> **TASK BRIEF**
A verbatim reproduction of the lines below, from the line containing "if remaining >" through the line containing "through commit or", both ends included, is the whole required output.

Start of DATA

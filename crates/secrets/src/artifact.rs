//! Encrypted-artifact file handling.
//!
//! Owns every filesystem concern the cipher unit stays out of: the
//! `.encrypted` suffix conventions, atomic temp-file-and-rename writes with
//! owner-only permissions, timestamped backup names, the artifact's
//! exclusive advisory lock, and the retry loop that lets readers ride out
//! the instant during a rotation where the artifact is being renamed.

use std::fs::{self, File, OpenOptions};
use std::path::{Path, PathBuf};
use std::time::Duration;

use chrono::{DateTime, Utc};
use fs2::FileExt;
use uuid::Uuid;

use crate::core::{CryptoError, Result, SecretsError, StorageError};
use crate::crypto::{EncryptedBlob, MasterKey, decrypt, encrypt};

/// Suffix appended to a plaintext artifact's name when encrypting.
pub const ENCRYPTED_SUFFIX: &str = ".encrypted";

/// Default attempts for [`read_encrypted_with_retry`].
pub const DEFAULT_READ_ATTEMPTS: u32 = 5;

/// Default initial backoff for [`read_encrypted_with_retry`]; doubles per
/// attempt. Tuned for the near-instantaneous rename window, nothing else.
pub const DEFAULT_READ_BACKOFF: Duration = Duration::from_millis(10);

/// `config.env` → `config.env.encrypted`.
pub fn encrypted_path_for(plaintext: &Path) -> PathBuf {
    let mut name = plaintext
        .file_name()
        .map(std::ffi::OsStr::to_os_string)
        .unwrap_or_default();
    name.push(ENCRYPTED_SUFFIX);
    plaintext.with_file_name(name)
}

/// `config.env.encrypted` → `config.env`, when the suffix is present.
pub fn plaintext_path_for(encrypted: &Path) -> Option<PathBuf> {
    let name = encrypted.file_name()?.to_str()?;
    let stripped = name.strip_suffix(ENCRYPTED_SUFFIX)?;
    if stripped.is_empty() {
        return None;
    }
    Some(encrypted.with_file_name(stripped))
}

/// Timestamped sibling name used when a rotation moves the current artifact
/// aside.
pub fn backup_path_for(artifact: &Path, at: DateTime<Utc>) -> PathBuf {
    let name = artifact
        .file_name()
        .and_then(|n| n.to_str())
        .unwrap_or("artifact");
    artifact.with_file_name(format!("{name}.backup-{}", at.format("%Y%m%dT%H%M%SZ")))
}

/// Read a whole file, wrapping I/O errors with the path.
pub fn read_bytes(path: &Path) -> std::result::Result<Vec<u8>, StorageError> {
    fs::read(path).map_err(|e| {
        if e.kind() == std::io::ErrorKind::NotFound {
            StorageError::NotFound {
                path: path.to_path_buf(),
            }
        } else {
            StorageError::ReadFailure {
                path: path.to_path_buf(),
                source: e,
            }
        }
    })
}

/// Atomically write data with owner-only permissions.
///
/// Writes to a temp file in the same directory, then renames into place, so
/// a crash leaves either the old content or the new, never a torn file.
pub fn write_bytes_atomic(path: &Path, data: &[u8]) -> std::result::Result<(), StorageError> {
    let temp_path = path.with_file_name(format!(
        "{}.tmp.{}",
        path.file_name().and_then(|n| n.to_str()).unwrap_or("artifact"),
        Uuid::new_v4()
    ));

    let wrap = |source: std::io::Error| StorageError::WriteFailure {
        path: path.to_path_buf(),
        source,
    };

    fs::write(&temp_path, data).map_err(wrap)?;

    #[cfg(unix)]
    {
        use std::os::unix::fs::PermissionsExt;
        let perms = fs::Permissions::from_mode(0o600);
        fs::set_permissions(&temp_path, perms).map_err(wrap)?;
    }

    fs::rename(&temp_path, path).map_err(wrap)?;
    Ok(())
}

/// Read and parse an encrypted artifact.
pub fn read_encrypted(path: &Path) -> Result<EncryptedBlob> {
    let bytes = read_bytes(path)?;
    Ok(EncryptedBlob::from_bytes(&bytes)?)
}

/// Write an encrypted artifact atomically.
pub fn write_encrypted(path: &Path, blob: &EncryptedBlob) -> std::result::Result<(), StorageError> {
    write_bytes_atomic(path, &blob.to_bytes())
}

/// Read an encrypted artifact, retrying briefly if it is missing.
///
/// A rotation replaces the artifact with an atomic rename; a reader racing
/// that rename can observe a missing file for an instant. Retrying with a
/// doubling backoff rides that out. Any other failure surfaces immediately,
/// and the final miss surfaces as [`StorageError::NotFound`].
pub fn read_encrypted_with_retry(
    path: &Path,
    attempts: u32,
    initial_backoff: Duration,
) -> Result<EncryptedBlob> {
    let mut backoff = initial_backoff;
    let mut remaining = attempts.max(1);

    loop {
        match read_bytes(path) {
            Ok(bytes) => return Ok(EncryptedBlob::from_bytes(&bytes)?),
            Err(StorageError::NotFound { .. }) if remaining > 1 => {
                remaining -= 1;
                std::thread::sleep(backoff);
                backoff *= 2;
            }
            Err(e) => return Err(e.into()),
        }
    }
}

/// Exclusive advisory lock scoped to an artifact path.
///
/// Taken before a rotation's backup step and held through commit or
/// rollback, so two rotations (or a rotation and another writer honoring
/// the lock) cannot interleave their rename and write operations. The lock
/// lives on a sibling `.lock` file and is released on drop.
#[derive(Debug)]
pub struct ArtifactLock {
    file: File,
    path: PathBuf,
}

impl ArtifactLock {
    /// Acquire the lock, failing fast if another holder has it.
    pub fn acquire(artifact: &Path) -> std::result::Result<Self, StorageError> {
        let path = lock_path_for(artifact);
        let wrap = |source: std::io::Error| StorageError::LockFailure {
            path: path.clone(),
            source,
        };

        let file = OpenOptions::new()
            .create(true)
            .write(true)
            .truncate(false)
            .open(&path)
            .map_err(wrap)?;
        file.try_lock_exclusive().map_err(wrap)?;

        Ok(Self { file, path })
    }

    /// Path of the lock file.
    pub fn path(&self) -> &Path {
        &self.path
    }
}

impl Drop for ArtifactLock {
    fn drop(&mut self) {
        let _ = FileExt::unlock(&self.file);
    }
}

fn lock_path_for(artifact: &Path) -> PathBuf {
    let name = artifact
        .file_name()
        .and_then(|n| n.to_str())
        .unwrap_or("artifact");
    artifact.with_file_name(format!("{name}.lock"))
}

/// Encrypt a plaintext artifact to `output` (default: source + `.encrypted`).
///
/// The plaintext is parsed as a `KEY=VALUE` bundle first so a malformed
/// file is rejected before anything is written. An existing output path is
/// refused unless `overwrite` is set.
pub fn encrypt_file(
    key: &MasterKey,
    source: &Path,
    output: Option<&Path>,
    overwrite: bool,
) -> Result<PathBuf> {
    let target = output.map_or_else(|| encrypted_path_for(source), Path::to_path_buf);
    ensure_writable(&target, overwrite)?;

    let plaintext = read_bytes(source)?;
    crate::bundle::ConfigBundle::parse(&String::from_utf8_lossy(&plaintext))?;

    let blob = encrypt(key, &plaintext)?;
    write_encrypted(&target, &blob)?;

    tracing::info!(source = %source.display(), target = %target.display(), "encrypted artifact written");
    Ok(target)
}

/// Decrypt an encrypted artifact to `output` (default: suffix-stripped name).
pub fn decrypt_file(
    key: &MasterKey,
    source: &Path,
    output: Option<&Path>,
    overwrite: bool,
) -> Result<PathBuf> {
    let target = match output {
        Some(path) => path.to_path_buf(),
        None => plaintext_path_for(source).ok_or_else(|| {
            SecretsError::from(CryptoError::MalformedBlob {
                reason: format!(
                    "cannot infer output name: '{}' does not end in {ENCRYPTED_SUFFIX}",
                    source.display()
                ),
            })
        })?,
    };
    ensure_writable(&target, overwrite)?;

    let blob = read_encrypted(source)?;
    let plaintext = decrypt(key, &blob)?;
    write_bytes_atomic(&target, &plaintext)?;

    tracing::info!(source = %source.display(), target = %target.display(), "artifact decrypted");
    Ok(target)
}

/// Decrypt and parse the configuration bundle, as consumers do at process
/// start.
///
/// Uses the retrying read so a startup racing a rotation's rename does not
/// fail hard on the transient missing-file window. The decrypted bytes are
/// zeroized once the bundle is parsed.
pub fn load_bundle(key: &MasterKey, encrypted_path: &Path) -> Result<crate::bundle::ConfigBundle> {
    use zeroize::Zeroize;

    let blob = read_encrypted_with_retry(encrypted_path, DEFAULT_READ_ATTEMPTS, DEFAULT_READ_BACKOFF)?;
    let mut plaintext = decrypt(key, &blob)?;
    let parsed = crate::bundle::ConfigBundle::parse(&String::from_utf8_lossy(&plaintext));
    plaintext.zeroize();
    Ok(parsed?)
}

fn ensure_writable(target: &Path, overwrite: bool) -> std::result::Result<(), StorageError> {
    if target.exists() && !overwrite {
        return Err(StorageError::AlreadyExists {
            path: target.to_path_buf(),
        });
    }
    Ok(())
}

#[cfg(test)]
mod tests {
    use super::*;
    use pretty_assertions::assert_eq;

    #[test]
    fn suffix_conventions_are_inverse() {
        let plain = Path::new("/etc/app/config.env");
        let enc = encrypted_path_for(plain);
        assert_eq!(enc, Path::new("/etc/app/config.env.encrypted"));
        assert_eq!(plaintext_path_for(&enc), Some(plain.to_path_buf()));

        assert_eq!(plaintext_path_for(Path::new("/etc/app/config.env")), None);
        assert_eq!(plaintext_path_for(Path::new("/etc/app/.encrypted")), None);
    }

    #[test]
    fn backup_name_carries_timestamp() {
        let at = DateTime::parse_from_rfc3339("2026-02-07T08:30:00Z")
            .unwrap()
            .with_timezone(&Utc);
        let backup = backup_path_for(Path::new("/srv/config.env.encrypted"), at);
        assert_eq!(
            backup,
            Path::new("/srv/config.env.encrypted.backup-20260207T083000Z")
        );
    }

    #[test]
    fn atomic_write_replaces_content() {
        let dir = tempfile::tempdir().unwrap();
        let path = dir.path().join("artifact.bin");

        write_bytes_atomic(&path, b"first").unwrap();
        assert_eq!(fs::read(&path).unwrap(), b"first");

        write_bytes_atomic(&path, b"second").unwrap();
        assert_eq!(fs::read(&path).unwrap(), b"second");

        // No temp droppings left behind.
        let entries: Vec<_> = fs::read_dir(dir.path()).unwrap().collect();
        assert_eq!(entries.len(), 1);
    }

    #[cfg(unix)]
    #[test]
    fn atomic_write_sets_owner_only_permissions() {
        use std::os::unix::fs::PermissionsExt;

        let dir = tempfile::tempdir().unwrap();
        let path = dir.path().join("artifact.bin");
        write_bytes_atomic(&path, b"data").unwrap();

        let mode = fs::metadata(&path).unwrap().permissions().mode();
        assert_eq!(mode & 0o777, 0o600);
    }

    #[test]
    fn lock_is_exclusive() {
        let dir = tempfile::tempdir().unwrap();
        let artifact = dir.path().join("config.env.encrypted");

        let held = ArtifactLock::acquire(&artifact).unwrap();
        let second = ArtifactLock::acquire(&artifact);
        assert!(matches!(second, Err(StorageError::LockFailure { .. })));

        drop(held);
        assert!(ArtifactLock::acquire(&artifact).is_ok());
    }

    #[test]
    fn encrypt_decrypt_file_roundtrip() {
        let dir = tempfile::tempdir().unwrap();
        let source = dir.path().join("config.env");
        fs::write(&source, "A=1\nB=2\n").unwrap();

        let key = MasterKey::generate();
        let encrypted = encrypt_file(&key, &source, None, false).unwrap();
        assert_eq!(encrypted, dir.path().join("config.env.encrypted"));

        let restored = dir.path().join("restored.env");
        decrypt_file(&key, &encrypted, Some(&restored), false).unwrap();
        assert_eq!(fs::read(&restored).unwrap(), b"A=1\nB=2\n");
    }

    #[test]
    fn existing_output_requires_overwrite() {
        let dir = tempfile::tempdir().unwrap();
        let source = dir.path().join("config.env");
        fs::write(&source, "A=1\n").unwrap();
        let target = dir.path().join("config.env.encrypted");
        fs::write(&target, "occupied").unwrap();

        let key = MasterKey::generate();
        let err = encrypt_file(&key, &source, None, false).unwrap_err();
        assert!(matches!(
            err,
            SecretsError::Storage {
                source: StorageError::AlreadyExists { .. }
            }
        ));

        assert!(encrypt_file(&key, &source, None, true).is_ok());
    }

    #[test]
    fn encrypt_file_rejects_malformed_bundle() {
        let dir = tempfile::tempdir().unwrap();
        let source = dir.path().join("config.env");
        fs::write(&source, "this is not key=value\nbroken line\n").unwrap();

        // First line parses (split at the first `=`), second does not.
        let key = MasterKey::generate();
        let err = encrypt_file(&key, &source, None, false).unwrap_err();
        assert!(matches!(err, SecretsError::Bundle { .. }));
    }

    #[test]
    fn retry_read_returns_existing_artifact() {
        let dir = tempfile::tempdir().unwrap();
        let path = dir.path().join("config.env.encrypted");

        let key = MasterKey::generate();
        let blob = encrypt(&key, b"X=1\n").unwrap();
        write_encrypted(&path, &blob).unwrap();

        let read = read_encrypted_with_retry(&path, DEFAULT_READ_ATTEMPTS, DEFAULT_READ_BACKOFF)
            .unwrap();
        assert_eq!(read, blob);
    }

    #[test]
    fn load_bundle_decrypts_and_parses() {
        let dir = tempfile::tempdir().unwrap();
        let source = dir.path().join("config.env");
        fs::write(&source, "DB_HOST=localhost\nDB_PASSWORD='hunter2'\n").unwrap();

        let key = MasterKey::generate();
        let encrypted = encrypt_file(&key, &source, None, false).unwrap();

        let bundle = load_bundle(&key, &encrypted).unwrap();
        assert_eq!(bundle.get("DB_HOST"), Some("localhost"));
        assert_eq!(bundle.get("DB_PASSWORD"), Some("hunter2"));

        // Wrong key never yields a bundle.
        let other = MasterKey::generate();
        assert!(matches!(
            load_bundle(&other, &encrypted),
            Err(SecretsError::Crypto {
                source: CryptoError::DecryptionFailed
            })
        ));
    }

    #[test]
    fn retry_read_gives_up_with_not_found() {
        let dir = tempfile::tempdir().unwrap();
        let path = dir.path().join("never-written.encrypted");

        let err =
            read_encrypted_with_retry(&path, 2, Duration::from_millis(1)).unwrap_err();
        assert!(matches!(
            err,
            SecretsError::Storage {
                source: StorageError::NotFound { .. }
            }
        ));
    }
}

End of DATA

> **ANSWER BELOW**
            Err(StorageError::NotFound { .. }) if remaining > 1 => {
                remaining -= 1;
                std::thread::sleep(backoff);
                backoff *= 2;
            }
            Err(e) => return Err(e.into()),
        }
    }
}

/// Exclusive advisory lock scoped to an artifact path.
///
/// Taken before a rotation's backup step and held through commit or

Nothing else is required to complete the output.